La vraie vie, la vie enfin découverte et éclaircie, la seule vie par conséquent réellement vécue, c'est la littérature.



jeudi 24 mars 2022

Je le répète, je n’écris rien d’autre que les faits en leur pleine et entière vérité.

 Joël Baqué, L’Arbre d’obéissance, 2019, P.O.L.

 

Le narrateur raconte depuis le moment où il a entendu l’appel de Dieu jusqu’au moment où il a pris la décision d’écrire la vie de Syméon, Syméon le stylite, l’homme qui, au Ve siècle, passa sa vie sur une colonne à prier Dieu.


Après avoir ôté une épine du pied de la chèvre boiteuse, je m’apprêtai à confier le troupeau au repos lorsque l’univers sombra dans le silence avec la même soudaineté qu’un enfant tombe dans un puits ou un vieillard dans la mort, sans terminer sa phrase.

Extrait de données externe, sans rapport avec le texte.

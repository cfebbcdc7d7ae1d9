use crate::combat::{CombatResolver, ConsumeOnSuccess};
use crate::error::ActionError;
use crate::result::Event;
use crate::score::ScoreStore;

use super::{AttackMode, Game};

impl<S: ScoreStore> Game<S> {
    /// Chooses how the next monster is fought.
    ///
    /// Under single-weapon rules the choice is cleared after every fight.
    pub const fn select_attack_mode(&mut self, mode: AttackMode) {
        self.attack_mode = Some(mode);
    }

    /// Player action: strike the leftmost monster with the weapon or shield.
    ///
    /// The monster is discarded if the weapon or shield is at least as strong,
    /// and the weapon or shield breaks in the process. Unlike a weapon fight
    /// through [`play_card`](Self::play_card), nothing is absorbed and the
    /// sword adds nothing.
    ///
    /// # Errors
    ///
    /// Returns an error if the game is over, nothing is equipped, the room has
    /// no monster, or the weapon is too weak.
    pub fn attack(&mut self) -> Result<Event, ActionError> {
        self.ensure_playing()?;

        let defense = self.defense.ok_or(ActionError::NoWeaponEquipped)?;
        let (index, monster) = self
            .room
            .first_monster()
            .ok_or(ActionError::NoMonsterInRoom)?;
        ConsumeOnSuccess.resolve(&defense, 0, &monster)?;

        self.room.take(index);
        self.discard.push(monster);
        self.drop_defense();
        tracing::debug!(%monster, "struck down");

        self.finish_action();
        Ok(Event::Consumed { monster })
    }

    /// Player action: abandon a full room.
    ///
    /// The room goes to the bottom of the deck in slot order and a new room is
    /// drawn. The next action cannot be another flee.
    ///
    /// # Errors
    ///
    /// Returns an error if the game is over, the previous action was a flee,
    /// or the room is not full.
    pub fn flee(&mut self) -> Result<Event, ActionError> {
        self.ensure_playing()?;

        if self.flee_locked {
            return Err(ActionError::CannotFleeConsecutively);
        }
        if !self.room.is_full() {
            return Err(ActionError::RoomNotFull);
        }

        self.room.return_to(&mut self.deck);
        let drawn = self.fill_room();
        self.flee_locked = true;
        tracing::debug!(drawn, "fled");

        self.check_game_over();
        Ok(Event::Fled { drawn })
    }
}
//! CLI dungeon example.

#![allow(clippy::missing_docs_in_private_items)]

use std::io::{self, Write};
use std::time::{SystemTime, UNIX_EPOCH};

use dungeon_deck::{
    AttackMode, Card, CardKind, Event, Game, GameOptions, GameStatus, Outcome, RuleSet, Suit,
};

fn main() {
    println!("Dungeon CLI example (type 'q' to quit)");

    let seed = SystemTime::now()
        .duration_since(UNIX_EPOCH)
        .unwrap_or_default()
        .as_secs();

    let options = match std::env::args().nth(1).as_deref() {
        Some("scoundrel") => GameOptions::scoundrel(),
        _ => GameOptions::endless_dungeons(),
    };
    let mut game = Game::new(options, seed);

    loop {
        print_table(&game);

        if let Some(result) = game.result().copied() {
            match result.outcome {
                Outcome::Won => println!("You win!"),
                Outcome::Lost => println!("Game over! You died."),
            }
            println!("Score: {} (high score {})", result.score, result.high_score);
            if result.new_high_score {
                println!("New high score!");
            }
            match prompt_line("Play again? (y/n): ").as_str() {
                "y" | "yes" => {
                    game.reset();
                    continue;
                }
                _ => break,
            }
        }

        println!("{}", format_actions(&game));
        let action = prompt_line("Action: ");

        let result = match action.as_str() {
            "b" | "bare" => {
                game.select_attack_mode(AttackMode::Bare);
                continue;
            }
            "w" | "weapon" => {
                game.select_attack_mode(AttackMode::Weapon);
                continue;
            }
            "a" | "attack" => game.attack(),
            "f" | "flee" => game.flee(),
            "r" | "reset" => {
                game.reset();
                continue;
            }
            "q" | "quit" => return,
            other => match other.parse::<usize>() {
                Ok(slot) if (1..=4).contains(&slot) => game.play_card(slot - 1),
                _ => {
                    println!("Unknown action.");
                    continue;
                }
            },
        };

        match result {
            Ok(event) => println!("{}", describe(&event)),
            Err(err) => println!("{}", colorize(&err.to_string(), "33")),
        }
    }
}

fn prompt_line(prompt: &str) -> String {
    print!("{prompt}");
    let _ = io::stdout().flush();

    let mut input = String::new();
    if io::stdin().read_line(&mut input).is_err() {
        return String::new();
    }
    input.trim().to_lowercase()
}

fn print_table(game: &Game) {
    let snapshot = game.snapshot();
    println!(
        "\nHealth: {}/{} | Deck: {} cards | Score: {} | High score: {}",
        snapshot.health,
        snapshot.max_health,
        snapshot.deck_count,
        snapshot.score,
        snapshot.high_score
    );

    let room = snapshot
        .room
        .slots()
        .iter()
        .enumerate()
        .map(|(index, slot)| match slot {
            Some(card) => format!("{}:{}", index + 1, format_card(card)),
            None => format!("{}:--", index + 1),
        })
        .collect::<Vec<_>>()
        .join("  ");
    println!("Room: {room}");

    let defense_label = match game.rules() {
        RuleSet::Scoundrel => "Weapon",
        RuleSet::EndlessDungeons => "Shield",
    };
    match snapshot.defense {
        Some(defense) => {
            let trained = if defense.is_trained() { " (trained)" } else { "" };
            let absorbed = snapshot
                .absorbed
                .map(|monster| format!(" holding {}", format_card(&monster)))
                .unwrap_or_default();
            println!(
                "{defense_label}: {} at {}{trained}{absorbed}",
                format_card(&defense.card()),
                defense.value()
            );
        }
        None => println!("{defense_label}: (none)"),
    }
    if let Some(sword) = snapshot.sword {
        println!("Sword: {} (+{})", format_card(&sword), sword.value());
    }
    println!("Discard: {} cards", snapshot.discard.len());
    if snapshot.status != GameStatus::Ongoing {
        println!("{:?}", snapshot.status);
    }
}

fn format_actions(game: &Game) -> String {
    let (bare, weapon) = match game.rules() {
        RuleSet::Scoundrel => ("bare", "weapon"),
        RuleSet::EndlessDungeons => ("quick", "shield"),
    };
    let mode = game.attack_mode();
    let parts = [
        format_action(&format!("{bare} (b)"), mode == Some(AttackMode::Bare)),
        format_action(&format!("{weapon} (w)"), mode == Some(AttackMode::Weapon)),
        format_action("attack (a)", game.defense().is_some()),
        format_action("flee (f)", game.flee_allowed()),
        "play [1-4]".to_string(),
    ];
    format!("Actions: {}", parts.join(" "))
}

fn format_action(label: &str, highlighted: bool) -> String {
    if highlighted {
        colorize(label, "32")
    } else {
        colorize(label, "90")
    }
}

fn colorize(text: &str, code: &str) -> String {
    format!("\u{1b}[{code}m{text}\u{1b}[0m")
}

fn describe(event: &Event) -> String {
    match event {
        Event::Ignored => "That slot is empty.".to_string(),
        Event::Fought { monster, damage } => {
            format!("Fought {} and took {damage} damage.", format_card(monster))
        }
        Event::Absorbed { monster } => format!("Absorbed {}.", format_card(monster)),
        Event::Trained { monster, damage } => format!(
            "{} broke through for {damage} damage; your defense learned from it.",
            format_card(monster)
        ),
        Event::Consumed { monster } => {
            format!("Defeated {}; your defense shattered.", format_card(monster))
        }
        Event::Equipped { card, .. } => format!("Equipped {}.", format_card(card)),
        Event::SwordEquipped { card, legendary } => {
            if *legendary {
                "You found the legendary sword!".to_string()
            } else {
                format!("Equipped sword {}.", format_card(card))
            }
        }
        Event::Healed {
            potion,
            restored,
            overflow,
        } => {
            if *overflow > 0 {
                format!(
                    "Drank {} at full health: +{overflow} bonus.",
                    format_card(potion)
                )
            } else {
                format!("Drank {} and healed {restored}.", format_card(potion))
            }
        }
        Event::Fled { drawn } => format!("Fled. {drawn} new cards drawn."),
    }
}

fn format_card(card: &Card) -> String {
    let color_code = match card.suit {
        Suit::Hearts | Suit::Diamonds => "31",
        Suit::Clubs | Suit::Spades => "34",
    };
    let text = card.to_string();
    match card.kind() {
        CardKind::Monster => colorize(&format!("{text}({})", card.value()), color_code),
        _ => colorize(&text, color_code),
    }
}
//! Game state types.

use alloc::vec::Vec;

use crate::card::Card;
use crate::combat::EquippedDefense;
use crate::room::Room;

/// Game status.
#[derive(Debug, Clone, Copy, PartialEq, Eq)]
#[cfg_attr(feature = "serde", derive(serde::Serialize, serde::Deserialize))]
pub enum GameStatus {
    /// Waiting for the player's next action.
    Ongoing,
    /// The dungeon was cleared.
    Won,
    /// The player died.
    Lost,
}

impl GameStatus {
    /// Returns whether the game has ended.
    #[must_use]
    pub const fn is_over(self) -> bool {
        !matches!(self, Self::Ongoing)
    }
}

/// How the next monster is fought.
///
/// Under sword-and-shield rules these are the quick attack and the shield
/// attack.
#[derive(Debug, Clone, Copy, PartialEq, Eq, Hash)]
#[cfg_attr(feature = "serde", derive(serde::Serialize, serde::Deserialize))]
pub enum AttackMode {
    /// Fight without the weapon or shield, taking the monster's value as
    /// damage (less the sword bonus).
    Bare,
    /// Fight with the equipped weapon or shield.
    Weapon,
}

/// Everything a presentation layer needs to draw the table.
#[derive(Debug, Clone, PartialEq, Eq)]
#[cfg_attr(feature = "serde", derive(serde::Serialize, serde::Deserialize))]
pub struct Snapshot {
    /// Current health.
    pub health: i32,
    /// Health cap.
    pub max_health: i32,
    /// The room.
    pub room: Room,
    /// Equipped weapon or shield.
    pub defense: Option<EquippedDefense>,
    /// Monster most recently absorbed by the weapon or shield.
    pub absorbed: Option<Card>,
    /// Equipped sword.
    pub sword: Option<Card>,
    /// Discard pile, oldest first.
    pub discard: Vec<Card>,
    /// Cards left in the deck.
    pub deck_count: usize,
    /// Selected attack mode.
    pub attack_mode: Option<AttackMode>,
    /// Whether fleeing is currently allowed.
    pub flee_allowed: bool,
    /// Potion value drunk at full health.
    pub potion_overflow: u32,
    /// Game status.
    pub status: GameStatus,
    /// Current score.
    pub score: u32,
    /// Stored high score.
    pub high_score: u32,
}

C’est un beau et court roman qui tente de faire partager quelque chose de la foi de ces hommes, leur appétit pour la souffrance et la privation, leur soif de supprimer le maximum de leur vie pour être nu face à Dieu et éloigner d’eux tout, tout c’est-à-dire tout ce qui pourrait être l’instrument des démons. Ils nous apparaissent à nous un peu fous, vaguement malsains, arrogants, loin de toute humanité, mais il faut bien accepter un peu de leur étrangeté pour se représenter leur combat quotidien. Le roman y parvient, dans une langue volontiers poétique.

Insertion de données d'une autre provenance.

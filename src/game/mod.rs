//! Game engine and state management.

use alloc::vec::Vec;
use rand::SeedableRng;
use rand_chacha::ChaCha8Rng;

use crate::card::Card;
use crate::combat::EquippedDefense;
use crate::deck::Deck;
use crate::error::ActionError;
use crate::options::{GameOptions, RuleSet};
use crate::result::{GameResult, Outcome};
use crate::room::Room;
use crate::score::{MemoryScoreStore, ScoreStore};

mod actions;
mod ending;
mod play;
pub mod state;

pub use state::{AttackMode, GameStatus, Snapshot};

/// A dungeon game engine that owns the deck, the room and the player.
///
/// Every action either applies completely or returns an [`ActionError`] and
/// leaves the game untouched. Use [`GameOptions`] to pick the rule set and
/// combat model, and a [`ScoreStore`] to keep the high score between games.
#[derive(Debug, Clone)]
pub struct Game<S = MemoryScoreStore> {
    /// Cards still to be drawn.
    pub deck: Deck,
    /// The current room.
    pub room: Room,
    /// Game options, fixed for the lifetime of the game.
    options: GameOptions,
    /// Current health. Can drop below zero before the game is scored.
    pub health: i32,
    /// Equipped weapon or shield.
    defense: Option<EquippedDefense>,
    /// Last monster absorbed by the weapon or shield.
    absorbed: Option<Card>,
    /// Equipped sword (sword-and-shield rules).
    sword: Option<Card>,
    /// Played and replaced cards, oldest first.
    discard: Vec<Card>,
    /// Whether the previous action was a flee.
    flee_locked: bool,
    /// How the next monster is fought.
    attack_mode: Option<AttackMode>,
    /// Potion value drunk at full health.
    potion_overflow: u32,
    /// Set once the game has been won or lost.
    result: Option<GameResult>,
    /// Random number generator.
    rng: ChaCha8Rng,
    /// High-score storage.
    store: S,
}

impl Game {
    /// Creates a new game with the given seed and an in-memory score store.
    ///
    /// # Example
    ///
    /// ```
    /// use dungeon_deck::{DECK_SIZE, Game, GameOptions, ROOM_SIZE};
    ///
    /// let game = Game::new(GameOptions::default(), 42);
    /// assert_eq!(game.room.occupancy(), ROOM_SIZE);
    /// assert_eq!(game.deck_count(), DECK_SIZE - ROOM_SIZE);
    /// ```
    #[must_use]
    pub fn new(options: GameOptions, seed: u64) -> Self {
        Self::with_store(options, seed, MemoryScoreStore::new())
    }
}

impl<S: ScoreStore> Game<S> {
    /// Creates a new game with the given seed and score store.
    #[must_use]
    pub fn with_store(options: GameOptions, seed: u64, store: S) -> Self {
        let rng = ChaCha8Rng::seed_from_u64(seed);
        let mut game = Self {
            deck: Deck::default(),
            room: Room::new(),
            options,
            health: options.max_health,
            defense: None,
            absorbed: None,
            sword: None,
            discard: Vec::new(),
            flee_locked: false,
            attack_mode: None,
            potion_overflow: 0,
            result: None,
            rng,
            store,
        };
        game.reset();
        game
    }

    /// Starts a new game with a freshly shuffled deck.
    ///
    /// The score store and the random stream carry over.
    pub fn reset(&mut self) {
        let mut deck = Deck::build(self.options.rules);
        deck.shuffle(&mut self.rng);
        self.restart_with_deck(deck);
    }

    /// Starts a new game drawing from `deck` as given, without shuffling.
    ///
    /// Useful for replaying a known deal.
    pub fn restart_with_deck(&mut self, deck: Deck) {
        let sword_rules = self.options.uses_sword();

        self.deck = deck;
        self.room = Room::new();
        self.health = self.options.max_health;
        self.defense = None;
        self.absorbed = None;
        self.sword = (sword_rules && self.options.starting_sword).then(Card::starting_sword);
        self.discard.clear();
        self.flee_locked = false;
        self.attack_mode = sword_rules.then_some(AttackMode::Bare);
        self.potion_overflow = 0;
        self.result = None;

        tracing::debug!(rules = ?self.options.rules, deck = self.deck.len(), "new game");
        self.fill_room();
        self.check_game_over();
    }

    /// Draws into empty room slots, leftmost first, while the deck lasts.
    ///
    /// Returns the number of cards drawn.
    fn fill_room(&mut self) -> usize {
        let drawn = self.room.fill_from(&mut self.deck);
        if drawn > 0 {
            tracing::debug!(drawn, remaining = self.deck.len(), "filled room");
        }
        drawn
    }

    fn ensure_playing(&self) -> Result<(), ActionError> {
        if self.result.is_some() {
            return Err(ActionError::GameOver);
        }
        Ok(())
    }

    /// Bookkeeping shared by every action except fleeing.
    fn finish_action(&mut self) {
        self.flee_locked = false;
        if self.room.occupancy() == 1 {
            self.fill_room();
        }
        self.check_game_over();
    }

    /// Sword value added to attacks, or 0 when the rules have no sword.
    fn sword_bonus(&self) -> u8 {
        if self.options.uses_sword() {
            self.sword.map_or(0, |sword| sword.value())
        } else {
            0
        }
    }

    /// Discards the weapon or shield together with the monster it absorbed.
    fn drop_defense(&mut self) -> Option<Card> {
        let replaced = self.defense.take().map(|defense| defense.card());
        if let Some(card) = replaced {
            self.discard.push(card);
        }
        if let Some(monster) = self.absorbed.take() {
            self.discard.push(monster);
        }
        replaced
    }

    /// Returns the options the game was created with.
    pub const fn options(&self) -> &GameOptions {
        &self.options
    }

    /// Returns the rule set in play.
    pub const fn rules(&self) -> RuleSet {
        self.options.rules
    }

    /// Returns the current health.
    pub const fn health(&self) -> i32 {
        self.health
    }

    /// Returns the number of cards left in the deck.
    pub fn deck_count(&self) -> usize {
        self.deck.len()
    }

    /// Returns the room.
    pub const fn room(&self) -> &Room {
        &self.room
    }

    /// Returns the equipped weapon or shield.
    pub const fn defense(&self) -> Option<&EquippedDefense> {
        self.defense.as_ref()
    }

    /// Returns the monster most recently absorbed by the weapon or shield.
    pub const fn absorbed(&self) -> Option<&Card> {
        self.absorbed.as_ref()
    }

    /// Returns the equipped sword.
    pub const fn sword(&self) -> Option<&Card> {
        self.sword.as_ref()
    }

    /// Returns the discard pile, oldest first.
    pub fn discard(&self) -> &[Card] {
        &self.discard
    }

    /// Returns the selected attack mode.
    pub const fn attack_mode(&self) -> Option<AttackMode> {
        self.attack_mode
    }

    /// Returns whether the previous action was a flee.
    pub const fn is_flee_locked(&self) -> bool {
        self.flee_locked
    }

    /// Returns whether [`flee`](Self::flee) would currently succeed.
    pub fn flee_allowed(&self) -> bool {
        self.result.is_none() && !self.flee_locked && self.room.is_full()
    }

    /// Returns the potion value drunk at full health.
    pub const fn potion_overflow(&self) -> u32 {
        self.potion_overflow
    }

    /// Returns the final tally once the game has ended.
    pub const fn result(&self) -> Option<&GameResult> {
        self.result.as_ref()
    }

    /// Returns the current game status.
    pub const fn status(&self) -> GameStatus {
        match self.result {
            None => GameStatus::Ongoing,
            Some(GameResult {
                outcome: Outcome::Won,
                ..
            }) => GameStatus::Won,
            Some(GameResult {
                outcome: Outcome::Lost,
                ..
            }) => GameStatus::Lost,
        }
    }

    /// Returns the score store.
    pub const fn store(&self) -> &S {
        &self.store
    }

    /// Returns the stored high score.
    pub fn high_score(&self) -> u32 {
        self.store.load_high_score()
    }

    /// Captures everything needed to render the table.
    pub fn snapshot(&self) -> Snapshot {
        Snapshot {
            health: self.health,
            max_health: self.options.max_health,
            room: self.room,
            defense: self.defense,
            absorbed: self.absorbed,
            sword: self.sword,
            discard: self.discard.clone(),
            deck_count: self.deck.len(),
            attack_mode: self.attack_mode,
            flee_allowed: self.flee_allowed(),
            potion_overflow: self.potion_overflow,
            status: self.status(),
            score: self.score(),
            high_score: self.high_score(),
        }
    }
}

À peine arrivés nous devons nous préparer à rendre des comptes, et notre faiblesse s’avère sans limite, elle est le seul infini que nous pouvons connaître ici-bas, sidérant comme une étoile noire plus noire que la nuit la plus noire.


Au fil du texte on comprend que le narrateur est ce Théodoret, contemporain de Syméon, celui qui a écrit une vie du saint homme. Il ne l’idéalise pas, rapportant sans ciller les plaies qui couvrent son corps, les asticots qui le dévorent vivant, le possible orgueil. Il doute et s’incline, rend hommage et admire, jalouse peut-être, incapable des mêmes exploits. Ce sont ces hésitations et ambiguïtés qui donnent au roman son ton particulier.

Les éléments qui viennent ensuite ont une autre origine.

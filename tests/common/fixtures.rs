use image::{Rgb, RgbImage};
use symtally::{Document, Section, SectionRect, SourceFormat};

/// Paper and ink shades used by the synthetic drawings.
pub const PAPER: Rgb<u8> = Rgb([235, 235, 235]);
pub const INK: Rgb<u8> = Rgb([20, 20, 20]);

/// Creates a blank drawing filled with paper.
pub fn blank_drawing(width: u32, height: u32) -> RgbImage {
    RgbImage::from_pixel(width, height, PAPER)
}

/// Stamps a filled ink disk of the given radius, clipped to the drawing.
pub fn stamp_disk(img: &mut RgbImage, cx: i64, cy: i64, radius: i64) {
    for y in (cy - radius)..=(cy + radius) {
        for x in (cx - radius)..=(cx + radius) {
            if x < 0 || y < 0 || x >= img.width() as i64 || y >= img.height() as i64 {
                continue;
            }
            let (dx, dy) = (x - cx, y - cy);
            if dx * dx + dy * dy <= radius * radius {
                img.put_pixel(x as u32, y as u32, INK);
            }
        }
    }
}

/// Stamps a filled ink rectangle, clipped to the drawing.
pub fn stamp_rect(img: &mut RgbImage, x: u32, y: u32, width: u32, height: u32) {
    for py in y..(y + height).min(img.height()) {
        for px in x..(x + width).min(img.width()) {
            img.put_pixel(px, py, INK);
        }
    }
}

/// Wraps a raster as an already-decoded document.
pub fn as_document(raster: RgbImage) -> Document {
    Document::from_raster(raster, SourceFormat::Png)
}

/// Creates a section against the given document's dimensions.
pub fn make_section(
    name: &str,
    x: i64,
    y: i64,
    width: i64,
    height: i64,
    doc: &Document,
) -> Section {
    Section::new(
        name,
        SectionRect::new(x, y, width, height),
        doc.width(),
        doc.height(),
    )
}

/// Encodes a raster as PNG bytes in memory.
pub fn png_bytes(img: &RgbImage) -> Vec<u8> {
    let mut cursor = std::io::Cursor::new(Vec::new());
    img.write_to(&mut cursor, image::ImageFormat::Png)
        .expect("Failed to encode test image");
    cursor.into_inner()
}
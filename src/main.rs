use std::fs;
use std::path::PathBuf;

use anyhow::Context;
use clap::Parser;

use symtally::{
    DetectionConfig, Section, SectionDescriptor, aggregate, detect_all, enhance_for_detection,
    normalize, render_overlay, section_summaries,
};

#[derive(Parser)]
#[command(name = "symtally")]
#[command(about = "Count and classify symbols in sections of technical drawings")]
struct Cli {
    /// Path to input document (pdf, png, jpg)
    #[arg(value_name = "DOCUMENT")]
    document_path: PathBuf,

    /// JSON file listing the sections to scan
    #[arg(long, value_name = "FILE")]
    sections: PathBuf,

    /// Smallest accepted symbol area in pixels
    #[arg(long, default_value_t = 50)]
    min_area: u32,

    /// Largest accepted symbol area in pixels
    #[arg(long, default_value_t = 5000)]
    max_area: u32,

    /// Minimum solidity for a candidate symbol
    #[arg(long, default_value_t = 0.3)]
    solidity: f64,

    /// Lower aspect-ratio bound; the upper bound is its reciprocal
    #[arg(long, default_value_t = 0.1)]
    aspect_ratio: f64,

    /// Minimum extent for a candidate symbol
    #[arg(long, default_value_t = 0.2)]
    extent: f64,

    /// Write per-section results and the aggregate as JSON
    #[arg(long, value_name = "FILE")]
    output: Option<PathBuf>,

    /// Save the document with sections and detected symbols drawn on top
    #[arg(long, value_name = "FILE")]
    annotate: Option<PathBuf>,

    /// Save the adaptive-threshold preview of the whole document
    #[arg(long, value_name = "FILE")]
    enhance: Option<PathBuf>,

    /// Enable verbose output
    #[arg(short, long)]
    verbose: bool,
}

fn main() -> anyhow::Result<()> {
    let args = Cli::parse();

    let level = if args.verbose {
        tracing::Level::DEBUG
    } else {
        tracing::Level::INFO
    };
    tracing_subscriber::fmt()
        .with_env_filter(
            tracing_subscriber::EnvFilter::from_default_env().add_directive(level.into()),
        )
        .init();

    // Load and normalize the document
    let bytes = fs::read(&args.document_path)
        .with_context(|| format!("Failed to read document {:?}", args.document_path))?;
    let extension = args
        .document_path
        .extension()
        .and_then(|e| e.to_str())
        .unwrap_or("");
    let document = normalize(&bytes, extension)?;

    if args.verbose {
        println!(
            "Document loaded: {}x{} ({:?})",
            document.width(),
            document.height(),
            document.format()
        );
    }

    // Parse sections
    let sections_json = fs::read_to_string(&args.sections)
        .with_context(|| format!("Failed to read sections file {:?}", args.sections))?;
    let descriptors: Vec<SectionDescriptor> = serde_json::from_str(&sections_json)
        .with_context(|| format!("Failed to parse sections file {:?}", args.sections))?;
    let sections: Vec<Section> = descriptors
        .iter()
        .map(|d| Section::from_descriptor(d, document.width(), document.height()))
        .collect();

    if args.verbose {
        println!("\nSections:");
        for line in section_summaries(&sections) {
            println!("  {line}");
        }
    }

    let config = DetectionConfig {
        min_area: args.min_area,
        max_area: args.max_area,
        solidity_threshold: args.solidity,
        aspect_ratio_threshold: args.aspect_ratio,
        extent_threshold: args.extent,
    };

    // Detect over all sections and aggregate
    let results = detect_all(&document, &sections, &config);
    let report = aggregate(results.values());

    // Print results
    println!("\n=== Symbol Count Summary ===");
    for (name, result) in &results {
        match &result.error {
            Some(marker) => println!("  {}: skipped ({})", name, marker),
            None => println!("  {}: {} symbols", name, result.count()),
        }
    }
    println!("\nTotal symbols: {}", report.total);
    if report.total > 0 {
        println!("Average area: {:.1} px", report.average_area);
        println!("\nBy type:");
        for (class, count) in &report.types {
            println!(
                "  {}: {} ({:.0}%)",
                class,
                count,
                report.class_share(*class) * 100.0
            );
        }
    }

    if let Some(path) = &args.output {
        let payload = serde_json::json!({
            "sections": results,
            "aggregate": report,
        });
        fs::write(path, serde_json::to_string_pretty(&payload)?)
            .with_context(|| format!("Failed to write results to {:?}", path))?;
        println!("\nResults written to {}", path.display());
    }

    if let Some(path) = &args.annotate {
        render_overlay(&document, &sections, &results).save(path)?;
        println!("Annotated document written to {}", path.display());
    }

    if let Some(path) = &args.enhance {
        enhance_for_detection(&document).save(path)?;
        println!("Enhanced document written to {}", path.display());
    }

    Ok(())
}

J’ai aussi apprécié la belle vision du désert qui est donnée là, brûlant et mortel, plein de visions, hostile, avec la lumière brûlante qui aveugle et obscurcit les yeux.

Il s’agit plus d’une évocation que d’un roman historique. Il y a quelques libertés avec la réalité, mais ce qui importe c’est l’atmosphère générale.

 

Ce silence n’était pas de ceux qui fluidifient le sang, détendent les muscles et conduisent l’esprit hors des vicissitudes du quotidien. Il était la voix du désert, une voix minérale, dure, indifférente comme la mort qui plonge sa main dans les gorges et arrache les cœurs, les souvenirs, les espérances de même qu’on ouvre le ventre d’une carpe pour tirer à pleines mais ses entrailles.

 

Si vous ne connaissez pas l’extraordinaire Syméon le Stylite, je vous conseille la lecture de sa page Wikipedia. Si vous connaissez, je vous suggère cette variation roumaine.

 

Vincent, Saint Jérome écoutant la trompette du Jugement dernier, 1777 Musée Fabre, détail


2 commentaires:

claudialucia a dit…

Le point de vue du contemporain est intéressant parce que cela doit apporter une autre vision et surtout une interrogation sur ce Symeon. Le comble pour moi, enfin à priori, du fanatisme et de l'orgueil.

nathalie a dit…

Je pense que le livre te plairait en effet. La position du narrateur introduit cette légère distance, c'est très réussi.